/---
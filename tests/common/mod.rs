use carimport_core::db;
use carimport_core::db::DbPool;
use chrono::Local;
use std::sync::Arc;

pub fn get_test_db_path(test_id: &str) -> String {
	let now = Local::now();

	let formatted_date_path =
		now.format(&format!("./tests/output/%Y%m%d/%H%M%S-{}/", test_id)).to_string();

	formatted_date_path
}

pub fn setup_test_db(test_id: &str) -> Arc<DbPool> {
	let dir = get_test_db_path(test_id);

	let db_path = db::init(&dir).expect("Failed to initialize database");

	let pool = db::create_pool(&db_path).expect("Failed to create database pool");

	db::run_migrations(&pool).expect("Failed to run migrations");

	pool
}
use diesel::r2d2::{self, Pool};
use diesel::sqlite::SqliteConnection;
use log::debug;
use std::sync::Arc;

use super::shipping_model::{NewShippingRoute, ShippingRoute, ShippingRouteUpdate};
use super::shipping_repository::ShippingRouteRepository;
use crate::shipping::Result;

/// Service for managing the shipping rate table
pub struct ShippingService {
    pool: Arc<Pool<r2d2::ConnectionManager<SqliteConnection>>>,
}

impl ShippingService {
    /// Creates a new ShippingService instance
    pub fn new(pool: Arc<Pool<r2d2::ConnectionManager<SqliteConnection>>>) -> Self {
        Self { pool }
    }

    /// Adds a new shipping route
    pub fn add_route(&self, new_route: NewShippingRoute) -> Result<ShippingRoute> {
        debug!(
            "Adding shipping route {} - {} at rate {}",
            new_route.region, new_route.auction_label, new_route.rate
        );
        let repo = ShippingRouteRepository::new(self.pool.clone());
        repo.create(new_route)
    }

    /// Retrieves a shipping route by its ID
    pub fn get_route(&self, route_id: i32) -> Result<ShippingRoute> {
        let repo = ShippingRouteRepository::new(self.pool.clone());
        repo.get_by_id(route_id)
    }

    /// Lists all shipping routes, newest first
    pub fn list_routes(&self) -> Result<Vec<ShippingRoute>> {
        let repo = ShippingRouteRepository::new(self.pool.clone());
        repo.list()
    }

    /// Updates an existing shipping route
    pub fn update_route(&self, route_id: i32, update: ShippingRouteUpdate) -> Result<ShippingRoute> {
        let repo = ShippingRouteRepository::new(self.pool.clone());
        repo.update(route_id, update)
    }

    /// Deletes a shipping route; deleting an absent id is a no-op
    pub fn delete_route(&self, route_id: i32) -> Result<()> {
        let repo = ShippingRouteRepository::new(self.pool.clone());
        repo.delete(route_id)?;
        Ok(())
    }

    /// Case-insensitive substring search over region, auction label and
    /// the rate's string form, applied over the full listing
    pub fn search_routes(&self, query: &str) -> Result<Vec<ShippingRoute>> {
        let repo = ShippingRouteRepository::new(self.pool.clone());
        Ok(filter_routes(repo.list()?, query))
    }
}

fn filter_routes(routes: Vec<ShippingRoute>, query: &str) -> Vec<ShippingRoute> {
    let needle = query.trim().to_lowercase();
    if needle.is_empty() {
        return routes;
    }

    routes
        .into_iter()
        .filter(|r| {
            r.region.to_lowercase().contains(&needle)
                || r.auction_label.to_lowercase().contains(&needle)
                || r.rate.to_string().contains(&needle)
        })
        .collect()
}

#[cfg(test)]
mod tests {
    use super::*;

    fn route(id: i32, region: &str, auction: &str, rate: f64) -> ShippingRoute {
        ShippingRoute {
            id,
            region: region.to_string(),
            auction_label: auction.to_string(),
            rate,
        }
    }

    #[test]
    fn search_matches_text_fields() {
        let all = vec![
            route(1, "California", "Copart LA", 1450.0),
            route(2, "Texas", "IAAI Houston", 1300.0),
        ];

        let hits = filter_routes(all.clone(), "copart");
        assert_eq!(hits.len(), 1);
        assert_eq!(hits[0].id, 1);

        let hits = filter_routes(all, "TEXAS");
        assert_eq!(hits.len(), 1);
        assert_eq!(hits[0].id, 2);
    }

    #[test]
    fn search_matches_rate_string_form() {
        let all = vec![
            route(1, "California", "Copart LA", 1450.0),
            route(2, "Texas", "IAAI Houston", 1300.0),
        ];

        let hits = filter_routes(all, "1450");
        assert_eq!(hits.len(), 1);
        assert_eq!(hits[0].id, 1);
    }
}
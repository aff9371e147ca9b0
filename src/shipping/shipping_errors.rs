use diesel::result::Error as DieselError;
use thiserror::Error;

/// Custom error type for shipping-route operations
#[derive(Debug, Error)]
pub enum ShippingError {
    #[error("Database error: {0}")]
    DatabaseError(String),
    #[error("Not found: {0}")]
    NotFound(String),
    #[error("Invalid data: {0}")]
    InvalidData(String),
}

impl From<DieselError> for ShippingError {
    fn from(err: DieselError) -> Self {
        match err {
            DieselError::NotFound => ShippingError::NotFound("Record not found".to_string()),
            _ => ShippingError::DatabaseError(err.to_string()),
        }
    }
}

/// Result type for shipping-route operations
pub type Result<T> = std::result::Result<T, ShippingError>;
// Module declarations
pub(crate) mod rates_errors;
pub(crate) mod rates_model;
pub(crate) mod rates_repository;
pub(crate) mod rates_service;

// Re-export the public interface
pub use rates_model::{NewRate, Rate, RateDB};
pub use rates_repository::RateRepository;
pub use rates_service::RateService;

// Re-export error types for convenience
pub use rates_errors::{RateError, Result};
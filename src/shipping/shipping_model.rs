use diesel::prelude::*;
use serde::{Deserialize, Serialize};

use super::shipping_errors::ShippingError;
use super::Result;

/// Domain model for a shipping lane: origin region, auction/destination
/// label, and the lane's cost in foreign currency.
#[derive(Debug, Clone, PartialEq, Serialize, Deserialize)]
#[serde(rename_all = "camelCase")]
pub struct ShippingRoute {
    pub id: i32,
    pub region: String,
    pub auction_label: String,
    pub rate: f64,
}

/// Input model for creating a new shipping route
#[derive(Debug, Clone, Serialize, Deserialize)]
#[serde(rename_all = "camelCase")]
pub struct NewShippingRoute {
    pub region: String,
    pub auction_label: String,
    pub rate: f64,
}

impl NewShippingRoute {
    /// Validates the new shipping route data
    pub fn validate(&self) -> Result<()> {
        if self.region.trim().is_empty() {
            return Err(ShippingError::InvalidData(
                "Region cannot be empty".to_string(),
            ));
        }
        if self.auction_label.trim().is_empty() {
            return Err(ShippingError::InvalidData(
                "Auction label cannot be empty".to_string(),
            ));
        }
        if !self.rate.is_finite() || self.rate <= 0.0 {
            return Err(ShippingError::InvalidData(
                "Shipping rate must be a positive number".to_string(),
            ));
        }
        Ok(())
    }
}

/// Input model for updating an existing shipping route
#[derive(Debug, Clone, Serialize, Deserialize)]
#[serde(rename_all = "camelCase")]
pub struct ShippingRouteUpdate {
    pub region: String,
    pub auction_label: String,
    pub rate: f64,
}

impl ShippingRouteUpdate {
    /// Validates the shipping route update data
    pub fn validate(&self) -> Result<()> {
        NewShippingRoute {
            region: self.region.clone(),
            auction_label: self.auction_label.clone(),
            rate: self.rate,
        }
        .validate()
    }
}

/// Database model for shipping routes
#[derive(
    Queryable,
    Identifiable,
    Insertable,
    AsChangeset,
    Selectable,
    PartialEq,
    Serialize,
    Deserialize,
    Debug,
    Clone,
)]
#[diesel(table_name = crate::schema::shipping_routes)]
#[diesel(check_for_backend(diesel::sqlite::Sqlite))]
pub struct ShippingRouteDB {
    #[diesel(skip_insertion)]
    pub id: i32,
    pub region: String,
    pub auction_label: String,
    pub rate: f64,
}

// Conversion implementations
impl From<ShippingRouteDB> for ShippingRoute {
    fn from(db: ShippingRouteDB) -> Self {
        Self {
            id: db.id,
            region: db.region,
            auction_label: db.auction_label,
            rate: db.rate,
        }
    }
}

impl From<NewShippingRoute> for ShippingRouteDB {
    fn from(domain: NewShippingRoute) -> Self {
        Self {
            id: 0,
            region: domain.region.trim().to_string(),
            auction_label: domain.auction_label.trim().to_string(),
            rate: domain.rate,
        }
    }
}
\---
/---
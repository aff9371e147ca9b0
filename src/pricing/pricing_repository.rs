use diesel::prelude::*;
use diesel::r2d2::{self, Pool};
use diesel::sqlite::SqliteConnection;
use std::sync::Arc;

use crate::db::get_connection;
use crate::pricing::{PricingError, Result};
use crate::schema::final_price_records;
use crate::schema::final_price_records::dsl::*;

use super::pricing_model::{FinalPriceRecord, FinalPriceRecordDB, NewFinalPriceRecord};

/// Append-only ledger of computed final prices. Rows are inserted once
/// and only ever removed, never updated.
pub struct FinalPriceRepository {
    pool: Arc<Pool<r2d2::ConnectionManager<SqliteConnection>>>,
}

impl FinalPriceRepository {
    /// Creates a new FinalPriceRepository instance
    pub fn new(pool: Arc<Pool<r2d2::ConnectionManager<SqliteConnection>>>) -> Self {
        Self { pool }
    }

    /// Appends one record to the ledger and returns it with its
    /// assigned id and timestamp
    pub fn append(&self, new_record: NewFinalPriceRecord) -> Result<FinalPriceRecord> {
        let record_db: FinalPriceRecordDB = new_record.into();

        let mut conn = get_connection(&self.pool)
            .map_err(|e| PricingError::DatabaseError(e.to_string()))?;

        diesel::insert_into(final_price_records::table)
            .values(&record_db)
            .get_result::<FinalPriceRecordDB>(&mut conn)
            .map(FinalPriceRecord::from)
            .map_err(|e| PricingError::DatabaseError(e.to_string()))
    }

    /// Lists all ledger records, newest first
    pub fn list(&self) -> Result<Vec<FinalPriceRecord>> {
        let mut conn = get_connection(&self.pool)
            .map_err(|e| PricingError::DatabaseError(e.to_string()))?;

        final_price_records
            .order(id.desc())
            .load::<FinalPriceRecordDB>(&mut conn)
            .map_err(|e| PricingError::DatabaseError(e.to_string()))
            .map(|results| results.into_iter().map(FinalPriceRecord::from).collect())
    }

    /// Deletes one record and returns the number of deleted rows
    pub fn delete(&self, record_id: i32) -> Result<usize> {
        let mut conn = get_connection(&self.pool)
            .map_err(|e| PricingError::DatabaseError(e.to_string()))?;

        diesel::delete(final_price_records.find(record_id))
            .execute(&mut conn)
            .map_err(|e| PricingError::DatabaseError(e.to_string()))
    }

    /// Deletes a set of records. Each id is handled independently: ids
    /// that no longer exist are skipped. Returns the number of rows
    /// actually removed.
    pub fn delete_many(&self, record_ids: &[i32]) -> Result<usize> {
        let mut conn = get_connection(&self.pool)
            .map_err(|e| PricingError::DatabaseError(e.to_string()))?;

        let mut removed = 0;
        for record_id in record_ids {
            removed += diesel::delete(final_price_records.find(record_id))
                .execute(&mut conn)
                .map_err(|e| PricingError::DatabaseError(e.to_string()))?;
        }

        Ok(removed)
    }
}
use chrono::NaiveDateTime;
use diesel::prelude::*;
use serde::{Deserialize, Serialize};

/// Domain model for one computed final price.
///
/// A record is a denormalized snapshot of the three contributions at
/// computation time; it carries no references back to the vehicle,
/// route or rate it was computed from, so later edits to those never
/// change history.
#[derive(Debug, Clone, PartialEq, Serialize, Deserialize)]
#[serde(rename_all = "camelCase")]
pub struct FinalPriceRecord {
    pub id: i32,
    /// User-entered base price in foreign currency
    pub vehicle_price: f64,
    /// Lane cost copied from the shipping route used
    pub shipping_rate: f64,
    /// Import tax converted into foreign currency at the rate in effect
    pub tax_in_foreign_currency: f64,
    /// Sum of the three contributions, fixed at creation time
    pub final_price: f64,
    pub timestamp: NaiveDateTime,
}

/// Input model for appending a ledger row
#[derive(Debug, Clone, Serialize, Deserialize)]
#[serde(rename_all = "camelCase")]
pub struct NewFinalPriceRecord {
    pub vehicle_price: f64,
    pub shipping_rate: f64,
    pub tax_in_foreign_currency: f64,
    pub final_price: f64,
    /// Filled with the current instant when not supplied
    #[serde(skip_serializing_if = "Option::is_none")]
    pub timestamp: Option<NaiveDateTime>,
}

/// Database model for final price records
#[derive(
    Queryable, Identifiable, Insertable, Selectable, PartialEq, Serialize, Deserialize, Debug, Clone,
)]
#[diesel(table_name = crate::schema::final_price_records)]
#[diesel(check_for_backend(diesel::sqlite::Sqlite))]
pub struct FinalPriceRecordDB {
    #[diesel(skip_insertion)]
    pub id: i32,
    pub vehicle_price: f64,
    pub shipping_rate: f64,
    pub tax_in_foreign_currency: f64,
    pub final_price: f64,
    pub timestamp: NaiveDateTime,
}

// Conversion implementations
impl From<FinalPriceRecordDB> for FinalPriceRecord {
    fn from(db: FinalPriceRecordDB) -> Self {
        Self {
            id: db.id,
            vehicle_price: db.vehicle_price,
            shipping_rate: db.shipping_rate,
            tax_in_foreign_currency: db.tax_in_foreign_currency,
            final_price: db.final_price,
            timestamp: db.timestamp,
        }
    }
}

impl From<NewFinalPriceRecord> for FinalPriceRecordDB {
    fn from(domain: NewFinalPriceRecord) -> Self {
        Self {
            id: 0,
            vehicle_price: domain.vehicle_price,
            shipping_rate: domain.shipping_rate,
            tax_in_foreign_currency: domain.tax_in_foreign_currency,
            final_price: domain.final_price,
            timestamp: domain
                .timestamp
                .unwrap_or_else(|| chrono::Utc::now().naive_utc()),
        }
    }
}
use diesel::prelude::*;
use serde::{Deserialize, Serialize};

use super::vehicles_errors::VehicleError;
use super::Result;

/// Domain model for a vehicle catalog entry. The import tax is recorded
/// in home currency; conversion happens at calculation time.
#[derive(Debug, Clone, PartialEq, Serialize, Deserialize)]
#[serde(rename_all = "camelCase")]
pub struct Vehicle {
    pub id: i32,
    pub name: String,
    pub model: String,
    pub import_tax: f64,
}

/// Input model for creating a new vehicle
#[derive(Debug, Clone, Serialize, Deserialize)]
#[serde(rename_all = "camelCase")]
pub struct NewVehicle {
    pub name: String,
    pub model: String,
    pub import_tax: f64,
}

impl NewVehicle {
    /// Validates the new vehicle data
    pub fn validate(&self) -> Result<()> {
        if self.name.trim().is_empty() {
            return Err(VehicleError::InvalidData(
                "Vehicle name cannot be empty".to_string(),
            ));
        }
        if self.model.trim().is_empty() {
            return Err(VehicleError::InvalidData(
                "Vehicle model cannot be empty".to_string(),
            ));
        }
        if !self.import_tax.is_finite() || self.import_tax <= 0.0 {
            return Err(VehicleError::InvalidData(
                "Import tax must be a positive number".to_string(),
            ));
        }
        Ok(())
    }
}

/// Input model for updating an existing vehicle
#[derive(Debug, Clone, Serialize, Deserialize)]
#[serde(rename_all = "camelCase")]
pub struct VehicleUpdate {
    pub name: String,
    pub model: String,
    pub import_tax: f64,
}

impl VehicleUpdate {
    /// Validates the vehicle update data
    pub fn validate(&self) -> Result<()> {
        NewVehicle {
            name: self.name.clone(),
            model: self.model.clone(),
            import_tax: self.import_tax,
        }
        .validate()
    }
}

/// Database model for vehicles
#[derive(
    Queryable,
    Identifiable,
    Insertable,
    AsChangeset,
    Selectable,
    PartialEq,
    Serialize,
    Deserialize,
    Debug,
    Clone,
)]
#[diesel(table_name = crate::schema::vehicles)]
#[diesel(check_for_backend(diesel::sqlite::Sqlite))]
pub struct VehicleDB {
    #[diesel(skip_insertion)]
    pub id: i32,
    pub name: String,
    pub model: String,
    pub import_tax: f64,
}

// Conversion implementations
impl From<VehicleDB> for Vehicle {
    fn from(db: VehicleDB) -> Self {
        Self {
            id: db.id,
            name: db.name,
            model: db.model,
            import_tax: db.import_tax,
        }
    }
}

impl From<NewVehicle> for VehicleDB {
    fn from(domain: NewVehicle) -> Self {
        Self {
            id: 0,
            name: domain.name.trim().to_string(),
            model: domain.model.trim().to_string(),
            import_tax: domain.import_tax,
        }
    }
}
\---
/---
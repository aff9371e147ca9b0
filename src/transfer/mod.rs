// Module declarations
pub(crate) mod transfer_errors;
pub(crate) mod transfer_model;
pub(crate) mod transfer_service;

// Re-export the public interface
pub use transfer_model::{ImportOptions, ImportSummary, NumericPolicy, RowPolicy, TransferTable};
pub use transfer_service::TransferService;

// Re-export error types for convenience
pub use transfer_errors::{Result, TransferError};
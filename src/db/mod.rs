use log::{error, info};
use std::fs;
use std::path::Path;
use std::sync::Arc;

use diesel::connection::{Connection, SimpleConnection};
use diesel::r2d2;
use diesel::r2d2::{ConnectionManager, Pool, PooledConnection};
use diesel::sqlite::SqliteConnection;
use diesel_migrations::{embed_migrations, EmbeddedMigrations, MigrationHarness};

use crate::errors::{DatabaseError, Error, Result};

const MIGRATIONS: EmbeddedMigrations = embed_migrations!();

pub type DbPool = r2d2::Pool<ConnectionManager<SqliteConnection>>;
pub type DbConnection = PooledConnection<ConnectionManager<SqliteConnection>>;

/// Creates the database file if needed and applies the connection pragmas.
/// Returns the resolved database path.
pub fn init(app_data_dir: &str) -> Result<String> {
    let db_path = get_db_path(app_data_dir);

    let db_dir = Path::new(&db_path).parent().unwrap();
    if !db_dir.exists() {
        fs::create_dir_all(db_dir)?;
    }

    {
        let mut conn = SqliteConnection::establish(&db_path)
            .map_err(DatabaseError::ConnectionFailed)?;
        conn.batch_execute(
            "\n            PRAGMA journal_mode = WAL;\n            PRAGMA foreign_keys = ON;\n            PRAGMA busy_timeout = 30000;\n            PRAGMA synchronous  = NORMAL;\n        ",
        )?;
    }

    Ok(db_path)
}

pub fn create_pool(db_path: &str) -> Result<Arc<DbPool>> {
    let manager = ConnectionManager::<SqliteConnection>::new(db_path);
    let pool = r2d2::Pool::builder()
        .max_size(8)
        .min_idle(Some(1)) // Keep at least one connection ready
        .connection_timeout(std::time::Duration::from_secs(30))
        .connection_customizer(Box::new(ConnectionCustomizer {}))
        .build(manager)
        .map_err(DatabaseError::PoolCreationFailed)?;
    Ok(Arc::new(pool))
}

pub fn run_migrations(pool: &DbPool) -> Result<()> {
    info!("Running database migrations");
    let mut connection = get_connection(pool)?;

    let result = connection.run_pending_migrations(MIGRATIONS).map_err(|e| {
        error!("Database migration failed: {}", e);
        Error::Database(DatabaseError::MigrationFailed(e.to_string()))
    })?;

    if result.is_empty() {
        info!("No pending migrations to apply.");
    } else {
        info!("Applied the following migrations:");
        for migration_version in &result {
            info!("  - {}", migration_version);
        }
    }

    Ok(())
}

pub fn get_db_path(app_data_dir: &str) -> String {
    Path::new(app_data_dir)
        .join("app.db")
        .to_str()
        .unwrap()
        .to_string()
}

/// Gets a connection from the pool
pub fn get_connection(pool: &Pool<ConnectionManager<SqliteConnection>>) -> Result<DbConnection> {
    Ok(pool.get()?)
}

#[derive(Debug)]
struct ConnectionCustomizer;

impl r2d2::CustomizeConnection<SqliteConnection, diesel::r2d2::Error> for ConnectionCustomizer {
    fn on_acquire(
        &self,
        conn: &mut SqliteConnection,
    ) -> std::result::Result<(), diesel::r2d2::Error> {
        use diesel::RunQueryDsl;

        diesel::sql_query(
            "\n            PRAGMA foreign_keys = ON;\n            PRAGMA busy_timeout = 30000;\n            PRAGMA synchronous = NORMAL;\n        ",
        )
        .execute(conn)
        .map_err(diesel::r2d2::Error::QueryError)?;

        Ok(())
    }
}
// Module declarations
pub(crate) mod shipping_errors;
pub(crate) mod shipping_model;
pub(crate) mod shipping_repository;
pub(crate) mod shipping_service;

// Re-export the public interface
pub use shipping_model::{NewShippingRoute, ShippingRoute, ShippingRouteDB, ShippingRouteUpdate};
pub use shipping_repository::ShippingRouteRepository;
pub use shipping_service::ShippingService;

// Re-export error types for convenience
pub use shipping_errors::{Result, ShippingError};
\---
The task: Copy the lines above exactly, beginning at the line that has "filename tests/common/mod.rs" and stopping after the line that has "shipping rate table", and omit the rest.

Answer to the problem:
filename tests/common/mod.rs
use carimport_core::db;
use carimport_core::db::DbPool;
use chrono::Local;
use std::sync::Arc;

pub fn get_test_db_path(test_id: &str) -> String {
	let now = Local::now();

	let formatted_date_path =
		now.format(&format!("./tests/output/%Y%m%d/%H%M%S-{}/", test_id)).to_string();

	formatted_date_path
}

pub fn setup_test_db(test_id: &str) -> Arc<DbPool> {
	let dir = get_test_db_path(test_id);

	let db_path = db::init(&dir).expect("Failed to initialize database");

	let pool = db::create_pool(&db_path).expect("Failed to create database pool");

	db::run_migrations(&pool).expect("Failed to run migrations");

	pool
}
use diesel::r2d2::{self, Pool};
use diesel::sqlite::SqliteConnection;
use log::debug;
use std::sync::Arc;

use super::shipping_model::{NewShippingRoute, ShippingRoute, ShippingRouteUpdate};
use super::shipping_repository::ShippingRouteRepository;
use crate::shipping::Result;

/// Service for managing the shipping rate table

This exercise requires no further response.